## Required action
Each record should be retyped word for word.

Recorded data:
--*--
//! Render, OCR and PDF capabilities
//!
//! The crawler only decides *when* to escalate; the engines that render pages,
//! recognize text in images and read PDFs sit behind the traits in this
//! module. Every capability reports failure as `None` or an empty string so a
//! broken engine degrades an item instead of failing it.
//!
//! Default bindings:
//! - [`TesseractRecognizer`] runs the `tesseract` CLI
//! - [`PopplerExtractor`] runs `pdftotext`, falling back to `pdftoppm` + OCR
//! - `ChromiumRenderer` drives headless Chromium (cargo feature `chromium`)
//! - [`NoopRenderer`] is used when no browser binding is compiled in

#[cfg(feature = "chromium")]
mod chromium;
mod ocr;
mod pdf;

#[cfg(feature = "chromium")]
pub use chromium::ChromiumRenderer;
pub use ocr::TesseractRecognizer;
pub use pdf::PopplerExtractor;

use crate::config::EscalationConfig;
use async_trait::async_trait;
use std::sync::Arc;

/// Full-page rendering through a browser engine
#[async_trait]
pub trait Renderer: Send + Sync {
    /// Loads the URL, lets scripts run and returns the resulting markup
    async fn render(&self, url: &str) -> Option<String>;

    /// Loads the URL and captures a PNG of the first element matching `selector`
    async fn screenshot(&self, url: &str, selector: &str) -> Option<Vec<u8>>;

    /// Releases the engine; called once when the crawl ends
    async fn close(&self);
}

/// Optical character recognition over encoded image bytes
#[async_trait]
pub trait TextRecognizer: Send + Sync {
    async fn recognize(&self, image: &[u8]) -> String;
}

/// Text recovery from PDF bytes
#[async_trait]
pub trait DocumentTextExtractor: Send + Sync {
    async fn extract_text(&self, pdf: &[u8]) -> String;
}

/// Renderer used when no browser engine is available
#[derive(Debug, Default, Clone, Copy)]
pub struct NoopRenderer;

#[async_trait]
impl Renderer for NoopRenderer {
    async fn render(&self, _url: &str) -> Option<String> {
        None
    }

    async fn screenshot(&self, _url: &str, _selector: &str) -> Option<Vec<u8>> {
        None
    }

    async fn close(&self) {}
}

/// Recognizer that never finds text
#[derive(Debug, Default, Clone, Copy)]
pub struct NoopRecognizer;

#[async_trait]
impl TextRecognizer for NoopRecognizer {
    async fn recognize(&self, _image: &[u8]) -> String {
        String::new()
    }
}

/// Extractor that never finds text
#[derive(Debug, Default, Clone, Copy)]
pub struct NoopExtractor;

#[async_trait]
impl DocumentTextExtractor for NoopExtractor {
    async fn extract_text(&self, _pdf: &[u8]) -> String {
        String::new()
    }
}

/// The capabilities the orchestrator escalates to
pub struct Escalation {
    pub renderer: Box<dyn Renderer>,
    pub recognizer: Arc<dyn TextRecognizer>,
    pub documents: Box<dyn DocumentTextExtractor>,
}

impl Escalation {
    /// All capabilities disabled
    pub fn disabled() -> Self {
        Self {
            renderer: Box::new(NoopRenderer),
            recognizer: Arc::new(NoopRecognizer),
            documents: Box::new(NoopExtractor),
        }
    }

    /// Default engine bindings for the given settings
    ///
    /// Missing external tools are logged here once; the bindings themselves
    /// then return empty results.
    pub fn from_config(config: &EscalationConfig) -> Self {
        let recognizer: Arc<dyn TextRecognizer> =
            Arc::new(TesseractRecognizer::new(&config.ocr_language));
        let documents = PopplerExtractor::new(Arc::clone(&recognizer), config.pdf_ocr_page_limit);

        for tool in ["tesseract", "pdftotext", "pdftoppm"] {
            if which::which(tool).is_err() {
                tracing::warn!("{} not found on PATH; related escalation steps will yield no text", tool);
            }
        }

        Self {
            renderer: default_renderer(config),
            recognizer,
            documents: Box::new(documents),
        }
    }
}

#[cfg(feature = "chromium")]
fn default_renderer(config: &EscalationConfig) -> Box<dyn Renderer> {
    Box::new(ChromiumRenderer::new(std::time::Duration::from_secs(
        config.render_timeout_secs,
    )))
}

#[cfg(not(feature = "chromium"))]
fn default_renderer(_config: &EscalationConfig) -> Box<dyn Renderer> {
    tracing::info!("Built without the chromium feature; page rendering is disabled");
    Box::new(NoopRenderer)
}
--*--
## Response
//! Render, OCR and PDF capabilities
//!
//! The crawler only decides *when* to escalate; the engines that render pages,
//! recognize text in images and read PDFs sit behind the traits in this
//! module. Every capability reports failure as `None` or an empty string so a
//! broken engine degrades an item instead of failing it.
//!
//! Default bindings:
//! - [`TesseractRecognizer`] runs the `tesseract` CLI
//! - [`PopplerExtractor`] runs `pdftotext`, falling back to `pdftoppm` + OCR
//! - `ChromiumRenderer` drives headless Chromium (cargo feature `chromium`)
//! - [`NoopRenderer`] is used when no browser binding is compiled in

#[cfg(feature = "chromium")]
mod chromium;
mod ocr;
mod pdf;

#[cfg(feature = "chromium")]
pub use chromium::ChromiumRenderer;
pub use ocr::TesseractRecognizer;
pub use pdf::PopplerExtractor;

use crate::config::EscalationConfig;
use async_trait::async_trait;
use std::sync::Arc;

/// Full-page rendering through a browser engine
#[async_trait]
pub trait Renderer: Send + Sync {
    /// Loads the URL, lets scripts run and returns the resulting markup
    async fn render(&self, url: &str) -> Option<String>;

    /// Loads the URL and captures a PNG of the first element matching `selector`
    async fn screenshot(&self, url: &str, selector: &str) -> Option<Vec<u8>>;

    /// Releases the engine; called once when the crawl ends
    async fn close(&self);
}

/// Optical character recognition over encoded image bytes
#[async_trait]
pub trait TextRecognizer: Send + Sync {
    async fn recognize(&self, image: &[u8]) -> String;
}

/// Text recovery from PDF bytes
#[async_trait]
pub trait DocumentTextExtractor: Send + Sync {
    async fn extract_text(&self, pdf: &[u8]) -> String;
}

/// Renderer used when no browser engine is available
#[derive(Debug, Default, Clone, Copy)]
pub struct NoopRenderer;

#[async_trait]
impl Renderer for NoopRenderer {
    async fn render(&self, _url: &str) -> Option<String> {
        None
    }

    async fn screenshot(&self, _url: &str, _selector: &str) -> Option<Vec<u8>> {
        None
    }

    async fn close(&self) {}
}

/// Recognizer that never finds text
#[derive(Debug, Default, Clone, Copy)]
pub struct NoopRecognizer;

#[async_trait]
impl TextRecognizer for NoopRecognizer {
    async fn recognize(&self, _image: &[u8]) -> String {
        String::new()
    }
}

/// Extractor that never finds text
#[derive(Debug, Default, Clone, Copy)]
pub struct NoopExtractor;

#[async_trait]
impl DocumentTextExtractor for NoopExtractor {
    async fn extract_text(&self, _pdf: &[u8]) -> String {
        String::new()
    }
}

/// The capabilities the orchestrator escalates to
pub struct Escalation {
    pub renderer: Box<dyn Renderer>,
    pub recognizer: Arc<dyn TextRecognizer>,
    pub documents: Box<dyn DocumentTextExtractor>,
}

impl Escalation {
    /// All capabilities disabled
    pub fn disabled() -> Self {
        Self {
            renderer: Box::new(NoopRenderer),
            recognizer: Arc::new(NoopRecognizer),
            documents: Box::new(NoopExtractor),
        }
    }

    /// Default engine bindings for the given settings
    ///
    /// Missing external tools are logged here once; the bindings themselves
    /// then return empty results.
    pub fn from_config(config: &EscalationConfig) -> Self {
        let recognizer: Arc<dyn TextRecognizer> =
            Arc::new(TesseractRecognizer::new(&config.ocr_language));
        let documents = PopplerExtractor::new(Arc::clone(&recognizer), config.pdf_ocr_page_limit);

        for tool in ["tesseract", "pdftotext", "pdftoppm"] {
            if which::which(tool).is_err() {
                tracing::warn!("{} not found on PATH; related escalation steps will yield no text", tool);
            }
        }

        Self {
            renderer: default_renderer(config),
            recognizer,
            documents: Box::new(documents),
        }
    }
}

#[cfg(feature = "chromium")]
fn default_renderer(config: &EscalationConfig) -> Box<dyn Renderer> {
    Box::new(ChromiumRenderer::new(std::time::Duration::from_secs(
        config.render_timeout_secs,
    )))
}

#[cfg(not(feature = "chromium"))]
fn default_renderer(_config: &EscalationConfig) -> Box<dyn Renderer> {
    tracing::info!("Built without the chromium feature; page rendering is disabled");
    Box::new(NoopRenderer)
}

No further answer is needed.